AIUTO
RICERCA
Anteprima di stampa
Numero d'incarto:
12.2000.70
Data decisione, Autorità:
13.07.2000, IICCA
Incarto n.
12.2000.00070
Lugano
13 luglio
2000/dp
In nome
della Repubblica e Cantone
del Ticino
La
seconda Camera civile del Tribunale d'appello
composta dei giudici:
Cocchi, presidente,
Chiesa e Zali
segretario:
Petrini
sedente
per giudicare nella causa ordinaria appellabile OA.99.67 della Pretura di Mendrisio-Sud,
promossa con petizione 15 giugno 1999 da
contro
rappr.
dall’avv. __________
con cui
l’attore ha chiesto l'accertamento dell'inesistenza di un suo debito di fr.
1'350'000.-- oltre interessi di cui all'esecuzione n. __________ dell'UE di
Lugano, promossa nei suoi confronti dal convenuto, nonché la cancellazione di
detta esecuzione;
Domande
avversate dal convenuto e ammesse dal Pretore con sentenza 10 marzo 2000,
eccezion fatta per quella tendente alla cancellazione del PE;
Appellante
il convenuto, che con atto di appello del 17 aprile 2000 postula l'annullamento
del giudizio impugnato;
Appello cui l'attore
si oppone con osservazioni del 29 maggio 2000;
Letti ed esaminati
gli atti e i documenti prodotti,
Posti a giudizio i
seguenti punti di questione
-
- se deve essere accolto l’appello
-
- tassa di giustizia e ripetibili
Ritenuto
in fatto:
A. L'attore è
stato il patrocinatore della moglie del convenuto nell'azione di divorzio. Il
26 aprile 1999 ha avuto luogo un'udienza in quella causa, durante la quale il
convenuto avrebbe annunciato all'attore che avrebbe proceduto nei suoi
confronti per il risarcimento del pregiudizio che egli gli stava arrecando.
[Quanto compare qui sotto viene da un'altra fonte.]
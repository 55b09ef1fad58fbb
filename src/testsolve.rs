//! Testsolve sessions: groups of people attempting a puzzle, and the
//! cascade that stops advertising them once the puzzle leaves testsolving.

use std::collections::{BTreeMap, BTreeSet};

use chrono::{DateTime, Utc};
use serde::{Deserialize, Serialize};

use crate::error::{HuntdeskError, Result};
use crate::hooks::{HookEffect, TransitionHook};
use crate::workflow::{Status, StatusChange};

pub const CASCADE_COMMENT: &str =
    "Puzzle status changed, automatically marking session as no longer joinable";

/// Upper-cases and strips everything that is not a letter or digit, so
/// "Hello, World!" and "HELLOWORLD" compare equal.
pub fn normalize_answer(answer: &str) -> String {
    answer
        .chars()
        .filter(|c| c.is_alphanumeric())
        .flat_map(char::to_uppercase)
        .collect()
}

#[derive(Debug, Clone, PartialEq, Eq, Serialize, Deserialize)]
pub struct Guess {
    pub user: String,
    pub guess: String,
    pub correct: bool,
    pub at: DateTime<Utc>,
}

#[derive(Debug, Clone, PartialEq, Eq, Serialize, Deserialize)]
pub struct TestsolveSession {
    pub id: u64,
    pub puzzle_id: u64,
    pub started: DateTime<Utc>,
    /// Whether the session is advertised to people who might join it.
    pub joinable: bool,
    #[serde(default)]
    pub participants: BTreeSet<String>,
    #[serde(default)]
    pub guesses: Vec<Guess>,
}

/// What a guess did, and the system comment to record for it.
#[derive(Debug, Clone, PartialEq, Eq)]
pub struct GuessOutcome {
    pub correct: bool,
    pub closed_session: bool,
    pub comment: String,
}

impl TestsolveSession {
    pub fn new(id: u64, puzzle_id: u64, started: DateTime<Utc>, joinable: bool) -> Self {
        Self {
            id,
            puzzle_id,
            started,
            joinable,
            participants: BTreeSet::new(),
            guesses: Vec::new(),
        }
    }

    pub fn is_participant(&self, user: &str) -> bool {
        self.participants.contains(user)
    }

    /// Adds `user` to the session. Returns the comment to record, or `None`
    /// if they were already in it.
    pub fn join(&mut self, user: &str) -> Option<String> {
        if !self.participants.insert(user.to_string()) {
            return None;
        }
        Some(format!("Joined testsolve session #{}", self.id))
    }

    pub fn set_joinable(&mut self, joinable: bool) {
        self.joinable = joinable;
    }

    /// Records a guess against the puzzle's answers. A correct guess on a
    /// joinable session also stops advertising it.
    pub fn guess(
        &mut self,
        user: &str,
        guess: &str,
        answers: &[String],
        at: DateTime<Utc>,
    ) -> Result<GuessOutcome> {
        if !self.is_participant(user) {
            return Err(HuntdeskError::NotParticipating {
                session_id: self.id,
                user: user.to_string(),
            });
        }

        let normalized = normalize_answer(guess);
        let correct = answers.iter().any(|a| normalize_answer(a) == normalized);
        self.guesses.push(Guess {
            user: user.to_string(),
            guess: guess.to_string(),
            correct,
            at,
        });

        if correct && self.joinable {
            self.joinable = false;
            return Ok(GuessOutcome {
                correct,
                closed_session: true,
                comment: format!(
                    "Correct answer: {guess}. Automatically marking session as no longer joinable"
                ),
            });
        }

        let verdict = if correct { "Correct" } else { "Incorrect" };
        Ok(GuessOutcome {
            correct,
            closed_session: false,
            comment: format!("{verdict} answer guess: {guess}"),
        })
    }
}

/// Closes every joinable session of a puzzle that leaves testsolving.
pub struct SessionCascade<'a> {
    sessions: &'a mut BTreeMap<u64, TestsolveSession>,
}

impl<'a> SessionCascade<'a> {
    pub fn new(sessions: &'a mut BTreeMap<u64, TestsolveSession>) -> Self {
        Self { sessions }
    }
}

impl TransitionHook for SessionCascade<'_> {
    fn name(&self) -> &'static str {
        "session_cascade"
    }

    fn on_status_change(&mut self, change: &StatusChange) -> Vec<HookEffect> {
        if change.to == Status::Testsolving {
            return Vec::new();
        }
        self.sessions
            .values_mut()
            .filter(|s| s.puzzle_id == change.puzzle_id && s.joinable)
            .map(|session| {
                session.joinable = false;
                HookEffect::SystemComment {
                    puzzle_id: change.puzzle_id,
                    content: CASCADE_COMMENT.to_string(),
                    testsolve_session: Some(session.id),
                }
            })
            .collect()
    }
}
Quello stesso giorno il convenuto ha presentato la domanda di esecuzione per
l'importo di fr. 1'350'000.-- oltre interessi, ed il 29 aprile 1999 all'attore
è stato notificato il precetto esecutivo n. __________ dell'UE di Lugano per il
titolo di "danni materiali e morali come da comunicazione in Pretura del
12.4.99", contro cui l'escusso ha interposto immediata opposizione.
B. Con la
petizione l'attore ha chiesto l'accertamento dell'inesistenza di qualsivoglia
suo debito nei confronti del convenuto in relazione all'esecuzione promossa nei
suoi confronti, sostenendo l'esistenza di un interesse da parte sua meritevole
di protezione all'effettuazione del richiesto accertamento.
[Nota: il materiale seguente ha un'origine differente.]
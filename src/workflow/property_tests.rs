//! Property-based tests for the status registry and the engine.

use chrono::{DateTime, Duration, TimeZone, Utc};
use proptest::prelude::*;

use super::status::{self, STATUSES, Status, UNKNOWN_RANK};
use super::{Puzzle, TransitionTable, WorkflowEngine};
use crate::audit::AuditLog;

fn any_status() -> impl Strategy<Value = Status> {
    prop::sample::select(STATUSES.to_vec())
}

/// Short strings that are never registry codes.
fn unknown_code() -> impl Strategy<Value = String> {
    "[A-Za-z?]{0,4}".prop_filter("must not be a registry code", |s| {
        Status::from_code(s).is_none()
    })
}

fn base_time() -> DateTime<Utc> {
    Utc.with_ymd_and_hms(2024, 6, 1, 0, 0, 0).unwrap()
}

proptest! {
    #[test]
    fn ranks_are_declaration_order(idx in 0..STATUSES.len()) {
        let status = STATUSES[idx];
        prop_assert_eq!(status.rank(), idx as i32);
        prop_assert!(status.rank() >= 0);
        prop_assert_eq!(status::rank_of(status.code()), status.rank());
    }

    #[test]
    fn unknown_codes_fall_back(code in unknown_code()) {
        prop_assert_eq!(status::rank_of(&code), UNKNOWN_RANK);
        prop_assert_eq!(status::display_of(&code), code.as_str());
        prop_assert!(!status::past_writing(&code));
        prop_assert!(!status::past_testsolving(&code));
        prop_assert!(WorkflowEngine::default().transitions_of(&code).is_empty());
    }

    #[test]
    fn transition_targets_are_registry_statuses(status in any_status()) {
        let table = TransitionTable::default();
        for transition in table.transitions(status) {
            prop_assert!(STATUSES.contains(&transition.to));
            prop_assert_ne!(transition.to, status);
        }
    }

    #[test]
    fn same_status_transition_is_idempotent(status in any_status(), hours in 0i64..1000) {
        let engine = WorkflowEngine::default();
        let mut puzzle = Puzzle::new(7, "p", base_time()).with_status(status);
        let before = puzzle.clone();

        let change = engine
            .apply_transition(&mut puzzle, status, "x", base_time() + Duration::hours(hours))
            .unwrap();

        prop_assert!(change.is_none());
        prop_assert_eq!(puzzle, before);
    }

    #[test]
    fn replaying_the_log_yields_current_status(
        path in prop::collection::vec(any_status(), 1..30)
    ) {
        let engine = WorkflowEngine::default();
        let mut puzzle = Puzzle::new(1, "p", base_time());
        let mut log = AuditLog::new();
        log.record_transition(1, puzzle.status, "x", base_time()).unwrap();

        for (i, target) in path.iter().enumerate() {
            let at = base_time() + Duration::minutes(i as i64 + 1);
            let events_before = log.len();
            if let Some(change) = engine.apply_transition(&mut puzzle, *target, "x", at).unwrap() {
                prop_assert_eq!(puzzle.status_mtime, at);
                log.record_change(&change).unwrap();
                prop_assert_eq!(log.len(), events_before + 1);
            } else {
                prop_assert_eq!(log.len(), events_before);
            }
        }

        let replayed = log.latest_status(1).and_then(|tag| tag.status());
        prop_assert_eq!(replayed, Some(puzzle.status));
        prop_assert_eq!(log.last_status_change_at(1), Some(puzzle.status_mtime));
    }

    #[test]
    fn progress_predicates_exclude_dead_and_deferred(status in any_status()) {
        if matches!(status, Status::Dead | Status::Deferred) {
            prop_assert!(!status.past_writing());
            prop_assert!(!status.past_testsolving());
        }
        if status.past_testsolving() {
            prop_assert!(status.past_writing());
        }
        prop_assert!(!(status.is_pre_testsolving() && status.is_post_testsolving()));
    }
}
C. Nella risposta del 21 settembre 1999, presentata dal convenuto
personalmente, il resistente ha sostenuto che l'attore avrebbe patrocinato la
moglie nell'adduzione di pretese cautelari eccessive e infondate, segnatamente
la richiesta di un contributo alimentare di fr. 5'000.-- mensili, l'assegnazione
dell'abitazione coniugale e il blocco di tutta la di lui sostanza.
Ciò gli avrebbe
causato un serio pregiudizio economico e di immagine, specie nei confronti
degli inquilini del suo stabile di via __________ a __________, avendo l'attore
promosso causa civile e denuncia penale contro di loro, sicché essi avrebbero
manifestato l'intenzione di disdire i contratti di locazione, mentre sarebbe
ora divenuto impossibile trovarne di nuovi.
Ciò metterebbe
in pericolo l'intera sostanza del convenuto, che in assenza di inquilini non
potrebbe onorare i debiti ipotecari, del che sarebbe in definitiva responsabile
l'attore.
D. All'udienza preliminare il convenuto ha chiesto di potere
versare in atti della documentazione, richiesta respinta dal Pretore con ordinanza
11 novembre 1999. Non essendovi prove da assumere, le parti sono state citate
al dibattimento finale del 10 gennaio 2000. Il convenuto non vi ha partecipato,
ed egli ha altresì omesso di presentare delle conclusioni scritte.
E. Il Pretore
nel giudizio impugnato ha ritenuto che il convenuto, assistito dall'avv.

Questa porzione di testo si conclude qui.